First thing we did when we got to the office at 9am, was coffee break! I get my own mug and desk at the office :) The PI (Tina) also brought some chocolate croissant like thing for all the people in the lab and she got me a travel book for Mainz. She joked that it was perfect for me after my trek to school since it was how to tour Mainz by foot. The lab was pretty small, including only 2 PhD students (Sven and Florian), the PI, and myself.

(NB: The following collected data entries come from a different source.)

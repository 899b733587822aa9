//! Group law, codec, and hashing tests.

use hex_literal::hex;
use k256::Secp256k1;
use rand_core::OsRng;
use recrypt_group::{hash_points, hash_to_scalar, CurveContext, Error, GroupElement, Scalar};
use sha2::Sha256;

/// SEC1 compressed encoding of the secp256k1 generator.
const GENERATOR_COMPRESSED: [u8; 33] =
    hex!("0279BE667EF9DCBBAC55A06295CE870B07029BFCDB2DCE28D959F2815B16F81798");

fn context() -> CurveContext<Secp256k1> {
    CurveContext::new().unwrap()
}

#[test]
fn generator_has_known_encoding() {
    let ctx = context();
    let g = GroupElement::generator(&ctx);

    assert_eq!(g.to_bytes().as_ref(), &GENERATOR_COMPRESSED[..]);
    assert_eq!(g.x_coordinate().unwrap().as_slice(), &GENERATOR_COMPRESSED[1..]);
}

#[test]
fn identity_laws() {
    let ctx = context();
    let p = GroupElement::random(&ctx, &mut OsRng).unwrap();
    let identity = GroupElement::identity(&ctx);

    assert_eq!(p.add(&identity).unwrap(), p);
    assert_eq!(identity.add(&p).unwrap(), p);
    assert_eq!(p.mul(&Scalar::zero(&ctx)).unwrap(), identity);
    assert_eq!(p.mul(&Scalar::one(&ctx)).unwrap(), p);
    assert_eq!(identity.double(), identity);
}

#[test]
fn doubling_matches_addition_and_multiplication() {
    let ctx = context();
    let p = GroupElement::random(&ctx, &mut OsRng).unwrap();
    let two = Scalar::from_u64(2, &ctx);

    assert_eq!(p.add(&p).unwrap(), p.double());
    assert_eq!(p.mul(&two).unwrap(), p.double());
}

#[test]
fn addition_associates() {
    let ctx = context();
    let p = GroupElement::random(&ctx, &mut OsRng).unwrap();
    let q = GroupElement::random(&ctx, &mut OsRng).unwrap();
    let r = GroupElement::random(&ctx, &mut OsRng).unwrap();

    assert_eq!(
        p.add(&q).unwrap().add(&r).unwrap(),
        p.add(&q.add(&r).unwrap()).unwrap()
    );
    assert_eq!(p.add(&q).unwrap(), q.add(&p).unwrap());
}

#[test]
fn scalar_multiplication_commutes_with_scalar_form() {
    let ctx = context();
    let p = GroupElement::random(&ctx, &mut OsRng).unwrap();
    let k = Scalar::random(&ctx, &mut OsRng).unwrap();

    assert_eq!(p.mul(&k).unwrap(), k.mul_point(&p).unwrap());
}

#[test]
fn multiplying_by_reduced_order_yields_identity() {
    let ctx = context();
    let p = GroupElement::random(&ctx, &mut OsRng).unwrap();

    let order = hex!("FFFFFFFFFFFFFFFFFFFFFFFFFFFFFFFEBAAEDCE6AF48A03BBFD25E8CD0364141");
    let zero = Scalar::from_bytes_reduced(&order.into(), &ctx);

    assert_eq!(p.mul(&zero).unwrap(), GroupElement::identity(&ctx));
}

#[test]
fn encoding_round_trips() {
    let ctx = context();
    let p = GroupElement::random(&ctx, &mut OsRng).unwrap();

    // Compressed (canonical) form.
    assert_eq!(GroupElement::from_bytes(&p.to_bytes(), &ctx).unwrap(), p);

    // Uncompressed form decodes to the same point.
    let uncompressed = p.to_encoded_point(false);
    assert_eq!(uncompressed.as_bytes().len(), 65);
    assert_eq!(
        GroupElement::from_bytes(uncompressed.as_bytes(), &ctx).unwrap(),
        p
    );

    // Hex is the canonical bytes in text form.
    assert_eq!(p.to_hex(), format!("{:x}", p));
}

#[test]
fn invalid_encodings_are_rejected() {
    let ctx = context();

    // Unknown tag.
    assert_eq!(
        GroupElement::from_bytes(&[0x05; 33], &ctx).unwrap_err(),
        Error::InvalidEncoding
    );

    // Valid compressed tag, x-coordinate not on the curve.
    let mut bad = [0xff; 33];
    bad[0] = 0x02;
    assert_eq!(
        GroupElement::from_bytes(&bad, &ctx).unwrap_err(),
        Error::InvalidEncoding
    );

    // Truncated input.
    assert_eq!(
        GroupElement::from_bytes(&GENERATOR_COMPRESSED[..32], &ctx).unwrap_err(),
        Error::InvalidEncoding
    );
}

#[test]
fn random_points_are_distinct_subgroup_members() {
    let ctx = context();
    let p = GroupElement::random(&ctx, &mut OsRng).unwrap();
    let q = GroupElement::random(&ctx, &mut OsRng).unwrap();

    assert!(!bool::from(p.is_identity()));
    assert_ne!(p, q);
}

#[test]
fn cross_context_operations_fail() {
    let ctx_a = context();
    let ctx_b = context();

    let p = GroupElement::generator(&ctx_a);
    let q = GroupElement::generator(&ctx_b);
    let k = Scalar::from_u64(3, &ctx_b);

    assert_eq!(p.add(&q).unwrap_err(), Error::CrossContextMismatch);
    assert_eq!(p.mul(&k).unwrap_err(), Error::CrossContextMismatch);
    assert_ne!(p, q);
}

#[test]
fn hashing_is_order_sensitive() {
    let ctx = context();
    let a = GroupElement::random(&ctx, &mut OsRng).unwrap();
    let b = GroupElement::random(&ctx, &mut OsRng).unwrap();

    let ab = hash_points::<_, Sha256>(&[a, b]).unwrap();
    let ba = hash_points::<_, Sha256>(&[b, a]).unwrap();
    assert_ne!(ab, ba);

    let ab_scalar = hash_to_scalar::<_, Sha256>(&[a, b], &ctx).unwrap();
    let ba_scalar = hash_to_scalar::<_, Sha256>(&[b, a], &ctx).unwrap();
    assert_ne!(ab_scalar, ba_scalar);
}

#[test]
fn hash_to_scalar_is_deterministic() {
    let ctx = context();
    let a = GroupElement::random(&ctx, &mut OsRng).unwrap();
    let b = GroupElement::random(&ctx, &mut OsRng).unwrap();

    let once = hash_to_scalar::<_, Sha256>(&[a, b], &ctx).unwrap();
    let twice = hash_to_scalar::<_, Sha256>(&[a, b], &ctx).unwrap();
    assert_eq!(once, twice);
}

#[test]
fn hash_to_scalar_rejects_foreign_context() {
    let ctx_a = context();
    let ctx_b = context();
    let p = GroupElement::generator(&ctx_a);

    assert_eq!(
        hash_to_scalar::<_, Sha256>(&[p], &ctx_b).unwrap_err(),
        Error::CrossContextMismatch
    );
}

Sven gave me a tour of the areas that I will be working in (all the equipment spread out in a bajillion rooms -___-). Did I mention I work at the Clinic of Psychiatry and Psychotherapy in the University of Medicine? Yea, slightly weird. So this means that all doors are automatically locked and can only be opened via keycard. If you turn the knob without a keycard, it just keeps turning but does not lock on to the locking mechanism to actually open the door. For some reason, my keycard didn't work the first time (everything Sven gives me doesn't seem to work...first the SIM card and now the keycard. lol. I kid.) but luckily I got it to work after another visit to the office.

As for techniques I learned today, Sven taught me how to subculture a overcrowded cell plate in a sterile manner (he demonstrated and then I did one myself) and I learned to prepare a cell medium for my cells :). I also observed as he measured ADAM10 expression from cells treated with miRNAs. Expression was measured through the reporter gene luciferase with a machine that measured luminescence (or absorbance if it has to). Everything was pretty good today and I didn't screw up yet. So let's cross my fingers and hope I don't majorly screw up any time soon :)

If you guys are wondering what the hell my project is on, read on. So it is widely accepted that Alzheimer's disease is caused by plaques and tangles within the brain. My lab focuses on the plaque component of the disease. Amyloid precursor protein (APP) is the initial protein within the brain. A beta secretase (BACE1) followed by a gamma secretase cleaves and releases three separate proteins from the cell membrane. The protein of interest is AB-peptide, which clumps together to form the plaques.

The previous lab my PI worked in discovered another protease, ADAM10, that cleaves APP in such a way that that AB-peptide would not be formed after gamma secretase cleavge. My project specificially studies how two particular transcription factors affect the expression of ADAM10 and BACE1. The promoter activity for each protein is measured with a reporter gene, luciferase and the ratio for promoter activities will be calculated (ADAM10 promoter activity/BACE1 promoter activity) where a high ratio means that more ADAM10 is produced while BACE1 production would be decreased. This section measures specifically the transcription of ADAM10 and BACE1.

The second section of my project studies the effects of the transcription factors on ADAM10 and BACE1 translation. Protein expression would be measured directly via western blot or ELISA. And that is the general basics of my lab.